Ein Ansatz dafür läuft unter dem Schlagwort der City-Logistik. Allein das Wort versprüht den Charme der 90er Jahre. Damals ging es vor allem darum, dass Logistikunternehmen effizienter in Ballungsräumen operieren, indem sie kooperieren und Lieferungen vor den Toren der Stadt in kleinere Fahrzeuge umschlagen. Positive Effekte für die Umwelt waren eher nebensächlich. Um die Jahrtausendwende liefen zahlreiche Förderungen aus und viele Projekte wurden wieder eingestellt. Übrig blieben vor allem die Güterverkehrszentren und das inzwischen allgegenwärtige Schlagwort „multimodal“, das eigentlich die Bedienung per Straße, Schiene oder Schiff meint. Heute kennt man es vor allem im Personenverkehr, wenn es um Mobilstationen und Umsteigeknoten geht.

„City-Logistik steht für mehr als nur den Gütertransport in einer Stadt“, so Prof. Laetitia Dablanc von der Universität Gustave Eiffel in einem Definitionsversuch. Es gehe darum, die städtische Versorgung nach den höchsten ökologischen, sozialen und wirtschaftlichen Standards zu ermöglichen. Es geht also um die Frage, was die Logistik eigentlich in der Stadt leisten muss.

Längsschnitt eines Mehrzweckgebäudes, unterirdisch mit zwei Ebenen. Oben eine Verladung mit Straßenfahrzeugen, unten mit Lagereinrichtung und Anbindung an ein Untergrundtransportsystem.

© Michael Lorth (TH Köln) / Nina Lockemann

„In dem Bereich der Mobilität sieht man das eigentlich“, meint Prof. Lorth. „Bahnhöfe in der Innenstadt, vielleicht eine U-Bahn und darüber hinaus zahlreiche Buslinien – gebündelte Verkehrsströme, die so nah wie möglich zu den Ausgangs- und Zielpunkten führen. In der Logistik fahren wir einfach von außen rein in die Stadt, ohne die Potenziale stärker gebündelter Transporte auch nur annähernd auszunutzen.
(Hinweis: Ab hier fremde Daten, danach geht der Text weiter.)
//! Request DTOs.

use serde::{Deserialize, Serialize};

use eventhub_core::{AppError, AppResult};
use eventhub_entity::event::{Category, EventFilter};
use eventhub_entity::user::{ProfileUpdate, Registration};

/// Registration request body.
#[derive(Debug, Clone, Serialize, Deserialize)]
pub struct RegisterRequest {
    /// Email address.
    pub email: String,
    /// Password (plaintext, hashed before storage).
    pub password: String,
    /// Username.
    pub username: String,
}

impl From<RegisterRequest> for Registration {
    fn from(req: RegisterRequest) -> Self {
        Self {
            email: req.email,
            password: req.password,
            username: req.username,
        }
    }
}

/// Login request body.
#[derive(Debug, Clone, Serialize, Deserialize)]
pub struct LoginRequest {
    /// Email address.
    pub email: String,
    /// Password.
    pub password: String,
}

/// Profile update request body.
#[derive(Debug, Clone, Serialize, Deserialize)]
pub struct UpdateProfileRequest {
    /// New username.
    pub username: String,
    /// New bio; `null` clears it.
    #[serde(default)]
    pub bio: Option<String>,
}

impl From<UpdateProfileRequest> for ProfileUpdate {
    fn from(req: UpdateProfileRequest) -> Self {
        Self {
            username: req.username,
            bio: req.bio,
        }
    }
}

/// Query parameters accepted by the public event listing.
#[derive(Debug, Clone, Default, Deserialize)]
pub struct EventListQuery {
    /// Exact category name.
    pub category: Option<String>,
    /// Free-text search term.
    pub search: Option<String>,
}

impl EventListQuery {
    /// Converts the raw query into a validated filter. The literal
    /// `"all"` means no category restriction; any other unknown name is
    /// a validation error rather than an empty result.
    pub fn into_filter(self) -> AppResult<EventFilter> {
        let mut filter = EventFilter::all();
        if let Some(name) = self.category.as_deref().map(str::trim).filter(|s| !s.is_empty()) {
            if name != "all" {
                let category = name
                    .parse::<Category>()
                    .map_err(|_| AppError::validation(format!("Unknown category '{name}'")))?;
                filter = filter.with_category(category);
            }
        }
        if let Some(search) = self.search {
            filter = filter.with_search(search);
        }
        Ok(filter)
    }
}

#[cfg(test)]
mod tests {
    use super::*;

    #[test]
    fn test_query_parses_known_category() {
        let query = EventListQuery {
            category: Some("Music".to_string()),
            search: None,
        };
        let filter = query.into_filter().unwrap();
        assert_eq!(filter.category, Some(Category::Music));
    }

    #[test]
    fn test_category_all_means_no_filter() {
        let query = EventListQuery {
            category: Some("all".to_string()),
            search: None,
        };
        let filter = query.into_filter().unwrap();
        assert_eq!(filter.category, None);
    }

    #[test]
    fn test_query_rejects_unknown_category() {
        let query = EventListQuery {
            category: Some("music".to_string()),
            search: None,
        };
        assert!(query.into_filter().is_err());
    }

    #[test]
    fn test_blank_category_is_no_filter() {
        let query = EventListQuery {
            category: Some("  ".to_string()),
            search: Some("jazz".to_string()),
        };
        let filter = query.into_filter().unwrap();
        assert_eq!(filter.category, None);
        assert_eq!(filter.search_term(), Some("jazz"));
    }
}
Wir schlagen daher ein Umdenken in der Planung vor, um eine leistungsfähige, intelligente und nachhaltige Logistikinfrastruktur zur Ver- und Entsorgung aufzubauen, die eine Losgrößentransformation und eine zeitliche Entkoppelung logistischer Prozesse nah an den innerstädtischen Quellen und Senken ermöglicht.“ In den zentralen Lagen könnten und sollten die Infrastrukturen nach seiner Meinung auch unterirdisch sein, um den knappen oberirdischen Stadtraum nicht zusätzlich zu beanspruchen und multiple Flächennutzungen zu ermöglichen. „Niemand will in den Stadtzentren oberirdische Logistikzentren sehen.“ Aber wäre das realistisch? Lorth zieht Parallelen zwischen dem Umgang mit dem Güterverkehr und der Mobilität von Personen: Große und gebündelte Strukturen in der Stadt seien im Personenverkehr normal und akzeptiert. „Nur bei Logistik machen wir es ganz anders. Das sollten wir ändern, wenn wir ein nachhaltigeres Leben in attraktiven, lebenswerten und klimaresilienten Städten ermöglichen wollen. Das wird auch nicht zum Nulltarif gehen, aber wir gewinnen damit ein wesentliches Stück Lebensqualität für die Menschen zurück.“

Er weist auch darauf hin, wie eng Personen- und Güterverkehr zusammenhängen. Viele Fahrten würden unternommen, um einzukaufen oder private Güter zu transportieren. Eine aktuelle Studie im Auftrag des Umweltbundesamtes untersuchte unter anderem, ob der Onlinehandel bereits heute Einkaufsfahrten ersetzt. Dies konnte in Deutschland, wie auch in anderen Ländern, nicht festgestellt werden. Gleichzeitig bestehe aber bei steigendem Onlineanteil der Versorgung die Möglichkeit, Einkaufsverkehre einzusparen.